Relieve: qué es, formación, tipos y erosión del relieve (original) (raw)

Te explicamos qué es el relieve y cómo se forma. Además, los tipos de relieve que existen y cuáles son las características principales de cada uno.

relieve - montaña

El relieve es el resultado de un largo y complejo proceso geológico, hidrológico y atmosférico.

El relieve es el conjunto de formas que adquiere la superficie de la Tierra. Las formas que toma el relieve son producto de factores endógenos (aquellos relacionados con las energías internas de la Tierra, como el movimiento de las placas tectónicas) y de factores exógenos (aquellos relacionados con fenómenos que no suceden en el interior del planeta, como el clima y la hidrografía).

El relieve actual de la Tierra es el resultado de un larguísimo y complejo proceso geológico, hidrológico y atmosférico. La tectónica de placas es uno de los factores claves en la formación del relieve terrestre. Esto es porque las placas tectónicas, grandes fragmentos de la litósfera terrestre, interactúan entre sí, lo que resulta en la formación de montañas, de volcanes y del fondo oceánico, entre otros rasgos geológicos.

La erosión, impulsada por factores climáticos y por la acción del agua y el viento, desgasta las rocas y modifica la forma del terreno, lo que contribuye a la formación de llanuras, valles, cañones y otros tipos de relieve.

Formación del relieve

La configuración actual del relieve terrestre es el resultado de procesos que han tenido lugar a lo largo de la historia geológica del planeta.

Uno de los principales motores en la formación del relieve es el movimiento de las placas tectónicas. Las interacciones entre estas placas generan fenómenos como la subducción, donde una placa se desplaza debajo de otra y forma cordilleras de montañas, volcanes y fosas oceánicas.

Además, la separación de las placas tectónicas es otro elemento crucial en la configuración del relieve. A lo largo de las dorsales oceánicas, cuando se separan las placas, el magma asciende desde el manto terrestre y se solidifica. Ese magma solidificado contribuye a la formación del fondo oceánico, las cordilleras volcánicas submarinas y la mayoría de las islas.

Tipos de relieve

Entre los principales tipos de relieve, se encuentran las montañas, los volcanes, las mesetas, las llanuras y las depresiones.

Erosión del relieve

Relieve - montaña - río

La erosión causada por el curso de los ríos puede formar cañones.

La erosión del relieve es un proceso geomorfológico que moldea la superficie de la Tierra a lo largo del tiempo. Este fenómeno, debido principalmente a factores climáticos y geológicos, produce la desintegración y el movimiento de materiales sobre la superficie terrestre, y de este modo altera las formas y estructuras de los relieves.

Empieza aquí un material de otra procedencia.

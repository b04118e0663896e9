//! Security headers middleware.
//!
//! The storefront only serves JSON, so the policy denies everything a browser
//! could load from a response.

use axum::{
    extract::Request,
    http::{
        HeaderName, HeaderValue,
        header::{
            CACHE_CONTROL, CONTENT_SECURITY_POLICY, REFERRER_POLICY, X_CONTENT_TYPE_OPTIONS,
            X_FRAME_OPTIONS,
        },
    },
    middleware::Next,
    response::Response,
};

/// Add security headers to all responses.
///
/// Headers applied:
/// - `X-Frame-Options: DENY`
/// - `X-Content-Type-Options: nosniff`
/// - `Referrer-Policy: no-referrer`
/// - `Content-Security-Policy: default-src 'none'; frame-ancestors 'none'`
/// - `Cache-Control: no-store` unless the handler set its own
/// - `Cross-Origin-Resource-Policy: same-origin`
pub async fn security_headers_middleware(request: Request, next: Next) -> Response {
    let mut response = next.run(request).await;
    let headers = response.headers_mut();

    headers.insert(X_FRAME_OPTIONS, HeaderValue::from_static("DENY"));
    headers.insert(X_CONTENT_TYPE_OPTIONS, HeaderValue::from_static("nosniff"));
    headers.insert(REFERRER_POLICY, HeaderValue::from_static("no-referrer"));
    headers.insert(
        CONTENT_SECURITY_POLICY,
        HeaderValue::from_static("default-src 'none'; frame-ancestors 'none'"),
    );

    // Session-scoped data must not be cached by intermediaries
    if !headers.contains_key(CACHE_CONTROL) {
        headers.insert(CACHE_CONTROL, HeaderValue::from_static("no-store"));
    }

    headers.insert(
        HeaderName::from_static("cross-origin-resource-policy"),
        HeaderValue::from_static("same-origin"),
    );

    response
}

Los principales tipos de erosión son:

El relieve submarino

La actividad tectónica que sucede debajo de la superficie de los océanos conforma importantes relieves submarinos. Pueden encontrarse cordilleras volcánicas debajo de los océanos, formadas por erupciones que ocurren en el fondo del mar. El magma que sale del interior de estos volcanes es el que, cuando se solidifica, contribuye a la formación rocosa del fondo marino.

Existen extensas cordilleras volcánicas bajo las aguas de los océanos Pacífico, Atlántico e Índico. La cordillera Mesoatlántica, que se encuentra en el océano Atlántico (entre los continentes de América, África y Europa), tiene una extensión mayor que la de la cordillera de los Andes. Asimismo, algunos volcanes son tan elevados que superan el nivel del mar y forman islas, como las de San Pedro y San Pablo o la de Ascensión.

El relieve como factor climático

Relieve - montaña - nieve

Las zonas elevadas suelen presentar bajas temperaturas.

El relieve tiene impacto en el clima del planeta. La altitud modifica las condiciones de temperatura y presión atmosférica de un lugar. A medida que aumenta la altitud del relieve, la temperatura tiende a disminuir. Por esa razón, las cimas de las montañas suelen estar siempre cubiertas de hielo y nieve.

Por su parte, la presión atmosférica y la disponibilidad de oxígeno también disminuyen con la altura. En las zonas bajas, la presión y la disponibilidad de oxígeno son mayores, pero a medida que la altura del relieve aumenta, tienden a disminuir. Por eso las personas que hacen montañismo suelen llevar sus propios tubos de oxígeno, puesto que a mucha altura el aire disponible no es suficiente para poder respirar adecuadamente.

El relieve también influye en la distribución de las precipitaciones. Cuando los vientos húmedos se encuentran con un relieve elevado, el aire se eleva y se enfría, la humedad se condensa y se forman gotas de agua que producen lluvias. Por esa razón, los lugares que se encuentran cerca de las laderas de las cordilleras y que reciben vientos húmedos suelen tener un clima lluvioso. Del otro lado de las montañas, los vientos llegan ya sin humedad, de modo que se producen muy pocas lluvias y los climas son áridos.